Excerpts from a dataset
--------------------------------

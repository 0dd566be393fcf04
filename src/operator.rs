use std::fmt::{self, Display};
use std::str::FromStr;

use itertools::Itertools;
use rustc_hash::FxHashMap;

use crate::error::{ErrorKind, ExpressionError, Result};

/// The unary negation symbol. It is fixed and can never be rebound.
pub const NEGATION: char = '!';

#[derive(Debug, Clone, Copy, PartialEq, Eq, Hash)]
pub enum Operator {
    And,
    Or,
    Xor,
}

impl Operator {
    const fn variants<'a>() -> &'a [Self] {
        &[Self::And, Self::Or, Self::Xor]
    }

    fn matches(&self, s: &str) -> bool {
        match self {
            Self::And => matches!(s, "and" | "And" | "AND"),
            Self::Or => matches!(s, "or" | "Or" | "OR"),
            Self::Xor => matches!(s, "xor" | "Xor" | "XOR"),
        }
    }

    /// Applies the operator to its two operands, left operand first.
    pub const fn apply(self, left: bool, right: bool) -> bool {
        match self {
            Self::And => left & right,
            Self::Or => left | right,
            Self::Xor => left ^ right,
        }
    }
}

impl Display for Operator {
    fn fmt(&self, f: &mut fmt::Formatter<'_>) -> fmt::Result {
        f.pad(match self {
            Self::And => "and",
            Self::Or => "or",
            Self::Xor => "xor",
        })
    }
}

impl FromStr for Operator {
    type Err = anyhow::Error;

    fn from_str(s: &str) -> std::result::Result<Self, Self::Err> {
        Self::variants()
            .iter()
            .find(|variant| variant.matches(s))
            .ok_or_else(|| anyhow::anyhow!("cannot parse {s} as boolean operator"))
            .copied()
    }
}

/// Symbol table of the binary operators understood by a single truth table.
#[derive(Debug, Clone, PartialEq, Eq)]
pub struct OperatorRegistry {
    bindings: FxHashMap<char, Operator>,
    // registration order, used to pick the primary symbol of an operator
    order: Vec<char>,
}

impl Default for OperatorRegistry {
    fn default() -> Self {
        let mut registry = Self::empty();

        for (symbol, op) in [
            ('.', Operator::And),
            ('+', Operator::Or),
            ('^', Operator::Xor),
            ('&', Operator::And),
            ('|', Operator::Or),
            ('#', Operator::Xor),
        ] {
            registry.bindings.insert(symbol, op);
            registry.order.push(symbol);
        }

        registry
    }
}

impl OperatorRegistry {
    pub fn new() -> Self {
        Self::default()
    }

    /// A registry without any bindings.
    pub fn empty() -> Self {
        Self {
            bindings: FxHashMap::default(),
            order: Vec::new(),
        }
    }

    pub fn register(&mut self, symbol: &str, op: Operator) -> Result<()> {
        let symbol = self.free_symbol(symbol)?;

        log::debug!("register operator {symbol:?} as {op}");

        self.bindings.insert(symbol, op);
        self.order.push(symbol);
        Ok(())
    }

    /// Moves the binding of `old` over to `new`.
    pub fn rename(&mut self, old: char, new: &str) -> Result<()> {
        let op = self.lookup(old)?;
        let new = self.free_symbol(new)?;

        log::debug!("rename operator {old:?} ({op}) to {new:?}");

        self.bindings.remove(&old);
        self.bindings.insert(new, op);
        if let Some(slot) = self.order.iter_mut().find(|s| **s == old) {
            *slot = new;
        }
        Ok(())
    }

    pub fn lookup(&self, symbol: char) -> Result<Operator> {
        self.bindings.get(&symbol).copied().ok_or_else(|| {
            ExpressionError::new(
                ErrorKind::UnknownOperator,
                format!("{symbol:?} is not a registered operator"),
            )
        })
    }

    pub fn is_operator(&self, symbol: char) -> bool {
        self.bindings.contains_key(&symbol)
    }

    /// The earliest registered symbol that is still bound to `op`.
    pub fn symbol_for(&self, op: Operator) -> Option<char> {
        self.order
            .iter()
            .copied()
            .find(|s| self.bindings.get(s) == Some(&op))
    }

    fn free_symbol(&self, symbol: &str) -> Result<char> {
        let Some((symbol,)) = symbol.chars().collect_tuple() else {
            return Err(ExpressionError::new(
                ErrorKind::InvalidOperator,
                format!("operator {symbol:?} must be exactly one character"),
            ));
        };

        if symbol.is_alphabetic()
            || symbol.is_ascii_digit()
            || symbol.is_whitespace()
            || matches!(symbol, '(' | ')' | NEGATION)
        {
            return Err(ExpressionError::new(
                ErrorKind::InvalidOperator,
                format!("{symbol:?} is reserved and cannot be an operator"),
            ));
        }

        if self.is_operator(symbol) {
            return Err(ExpressionError::new(
                ErrorKind::InvalidOperator,
                format!("{symbol:?} is already bound to {}", self.bindings[&symbol]),
            ));
        }

        Ok(symbol)
    }
}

--------------------------------

Copy out each line in the preceding records that contains "empty".

        let mut registry = Self::empty();
    pub fn empty() -> Self {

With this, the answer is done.